For ML methods data is the new gold, while for classical algorithms – it is as well. The difference is that in the latter case, we could develop an algorithm based on a certain reasoning and we can explain how it will work before it is implemented – it can be planned in our heads and then implemented. So why do we need the data in this case? To verify that the algorithm works, to have sanity checks, to implement functional and qualitative tests, and to characterize the target environment and setup-related peculiarities. Without that, it would be unreasonable to productize the CV algorithms, no matter whether we use ML methods, classical algorithms, or both together. Having tests that give some performance indicators could help with the development of the processing algorithms and could be used to assess the efficiency of the whole pipeline, but also subsequent processing steps separately.
- Are there any applications where machine learning cannot compete with analytical algorithms? If so – why is that?

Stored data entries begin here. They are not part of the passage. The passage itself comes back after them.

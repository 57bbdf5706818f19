use crate::currency::CurrencyFormat;
use crate::pool::AllocationStrategy;
use serde::{Deserialize, Serialize};
use serde_json::Error as SerdeJsonError;
use std::fmt;
use std::fs::File;
use std::io;
use std::path::Path;

pub const MIN_PERCENTAGE_OF_ELIGIBLE: f64 = 1.0;
pub const MAX_PERCENTAGE_OF_ELIGIBLE: f64 = 100.0;

/// User-configured pool settings. The pool total is always derived from
/// `percentage_of_eligible`; there is no fixed-amount mode.
#[derive(Debug, Clone, PartialEq, Serialize, Deserialize)]
pub struct PoolSettings {
    pub percentage_of_eligible: f64,
    #[serde(default)]
    pub allocation_strategy: AllocationStrategy,
    #[serde(default)]
    pub currency: CurrencyFormat,
}

impl Default for PoolSettings {
    fn default() -> Self {
        Self {
            percentage_of_eligible: 10.0,
            allocation_strategy: AllocationStrategy::Equal,
            currency: CurrencyFormat::Inr,
        }
    }
}

impl PoolSettings {
    pub fn validate(&self) -> Result<(), SettingsError> {
        validate_percentage_of_eligible(self.percentage_of_eligible)
    }
}

pub fn validate_percentage_of_eligible(percentage: f64) -> Result<(), SettingsError> {
    if !percentage.is_finite()
        || !(MIN_PERCENTAGE_OF_ELIGIBLE..=MAX_PERCENTAGE_OF_ELIGIBLE).contains(&percentage)
    {
        return Err(SettingsError::PercentageOutOfRange(percentage));
    }
    Ok(())
}

#[derive(Debug)]
pub enum SettingsError {
    PercentageOutOfRange(f64),
    Serialization(SerdeJsonError),
    Io(io::Error),
}

impl fmt::Display for SettingsError {
    fn fmt(&self, f: &mut fmt::Formatter<'_>) -> fmt::Result {
        match self {
            SettingsError::PercentageOutOfRange(pct) => write!(
                f,
                "percentage of eligible must be between {MIN_PERCENTAGE_OF_ELIGIBLE} and {MAX_PERCENTAGE_OF_ELIGIBLE} (got {pct})"
            ),
            SettingsError::Serialization(err) => write!(f, "settings serialization error: {err}"),
            SettingsError::Io(err) => write!(f, "io error: {err}"),
        }
    }
}

impl std::error::Error for SettingsError {}

impl From<SerdeJsonError> for SettingsError {
    fn from(value: SerdeJsonError) -> Self {
        Self::Serialization(value)
    }
}

impl From<io::Error> for SettingsError {
    fn from(value: io::Error) -> Self {
        Self::Io(value)
    }
}

pub fn load_settings_from_json<P: AsRef<Path>>(path: P) -> Result<PoolSettings, SettingsError> {
    let file = File::open(path)?;
    let settings: PoolSettings = serde_json::from_reader(file)?;
    settings.validate()?;
    Ok(settings)
}

pub fn save_settings_to_json<P: AsRef<Path>>(
    settings: &PoolSettings,
    path: P,
) -> Result<(), SettingsError> {
    settings.validate()?;
    let file = File::create(path)?;
    serde_json::to_writer_pretty(file, settings)?;
    Ok(())
}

In the simplest tasks, where the classical methods are well grounded, ML cannot outperform them as the filters are very simple and give results that are good enough. It all depends on the required level of accuracy, time constraints in terms of computational speed, as well as the costs related to the development of the algorithms. If simple classical methods give results that can be processed to extract the desired information with a certain level of accuracy, it would be unjustified to put a high budget into training a more accurate ML algorithm, which can be potentially slower, more expensive in terms of upkeep, and could give only slightly better results (which may not be necessarily needed).
- How do you see the importance of ML in CV or evolution in this field in the upcoming years?
I think that it will be very rapid and the emergence of new models will revolutionize the field even more than it has so far. More accurate models, less data needed, and semi-supervised or unsupervised learning could strongly affect the importance of ML in CV. Efforts being put into Explainable AI (XAI) methods could help us to better understand why models gave specific results and could be the means to productize the models more easily and have more confidence that the results are correct. This, in turn, could be an enabler to deploy such models to work together with humans, serve as standalone decision systems, and even be implemented in safety-related applications. On the other hand, the development in terms of hardware accelerators and the possibilities of thinning neural networks would move high volumes of processing to the edge. This, in turn, will make more data available, and the interconnectivity within a short range in near-me or body wireless networks will be crucial for the new applications to emerge. Finally, the application of 3D vision systems and real-time processing of such data, especially in Mixed-reality environments, are other fields that can be revolutionized in the upcoming years and huge efforts put into research here can bring a certain leap with respect to what we observe nowadays there.
Computer Vision Community MeetUp
The interview is a summary conducted during the discussion panel at our Computer Vision Community MeetUp in Berlin. The event brought together some of the most talented individuals and innovators to exchange ideas, build collaborations, and expand their networks. Discussions and presentations revealed many intriguing topics and thoughts – thank you for joining us!